Background: Long-term pain is a common health problem that results in disability for patients of all ages, leading to an enormous economic burden. Over 20% of the population suffer from long-term pain. Unfortunately, there are no clinical tests that predicts who will develop long-term pain. The overall aim is to predict future pain incidence based on brain function, pain behavior, health status, and genetic variability.
Method: PrePain utilizes a superstruct design, which involves recruiting participants from ongoing research projects. Eligible individuals for participation in PrePain were over 18 years old and free from long-term pain. During the baseline visit, participants provide pain and health-related questionnaires, undergo structural and functional MRI scans, and provide a saliva sample for DNA extraction. Individual baseline measures are then routinely followed-up via national registries.
Result: We present quality-assessed data from over 300 participants. The average age was 34 years, and most participants were women (75%). Participants rated their pain sensitivity above average and reported low avoidance. Catastrophizing thoughts during painful episodes were rated as moderate. Assessments of (f)MRI data indicated generally good image quality. In this first follow-up, we found that 45 participants had a pain-related diagnoses.
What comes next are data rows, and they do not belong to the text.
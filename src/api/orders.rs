use tracing::info;

use crate::{
    api::{ApiClient, check_status, read_json, unreachable},
    app_error::AppError,
    domain::{AccountType, OrderStatus, Rating},
    models::{NewOrder, Order, OrderId, RatingRequest, StatusUpdate},
};

pub async fn create_order(client: &ApiClient, order: &NewOrder) -> Result<Order, AppError> {
    let response = client
        .http()
        .post(client.endpoint("/orders"))
        .json(order)
        .send()
        .await
        .map_err(unreachable)?;

    let created: Order = read_json(response).await?;
    info!(
        "Order #{} placed at restaurant #{}",
        created.id, created.restaurant_id
    );
    Ok(created)
}

/// Orders for a customer or a courier, keyed by the role-specific id.
pub async fn list_orders(
    client: &ApiClient,
    id: u64,
    account_type: AccountType,
) -> Result<Vec<Order>, AppError> {
    let response = client
        .http()
        .get(client.endpoint("/orders"))
        .query(&[("id", id.to_string()), ("type", account_type.to_string())])
        .send()
        .await
        .map_err(unreachable)?;

    read_json(response).await
}

/// Sets an order's status and returns the status the backend reports back.
pub async fn update_status(
    client: &ApiClient,
    order_id: OrderId,
    status: &OrderStatus,
) -> Result<OrderStatus, AppError> {
    let response = client
        .http()
        .post(client.endpoint(&format!("/order/{order_id}/status")))
        .json(&StatusUpdate {
            status: status.clone(),
        })
        .send()
        .await
        .map_err(unreachable)?;

    let updated: StatusUpdate = read_json(response).await?;
    info!("Order #{} is now {}", order_id, updated.status);
    Ok(updated.status)
}

pub async fn submit_rating(
    client: &ApiClient,
    order_id: OrderId,
    rating: Rating,
) -> Result<(), AppError> {
    let response = client
        .http()
        .post(client.endpoint(&format!("/order/{order_id}/rating")))
        .json(&RatingRequest {
            restaurant_rating: rating.stars(),
        })
        .send()
        .await
        .map_err(unreachable)?;

    check_status(response).await?;
    info!("Rating {} submitted for order #{}", rating, order_id);
    Ok(())
}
Conclusion: Results indicate that a superstruct design is feasible for collecting a large number of high-quality data. The incidence of long-term pain indicates that a sufficient number of participants have been recruited to complete the prediction analyses. PrePain is a unique prospective pain database with a fair prognosis to determine risk factors of long-term pain.
Keywords: Pain; demography; functional magnetic resonance imaging; neuroimaging; risk factors.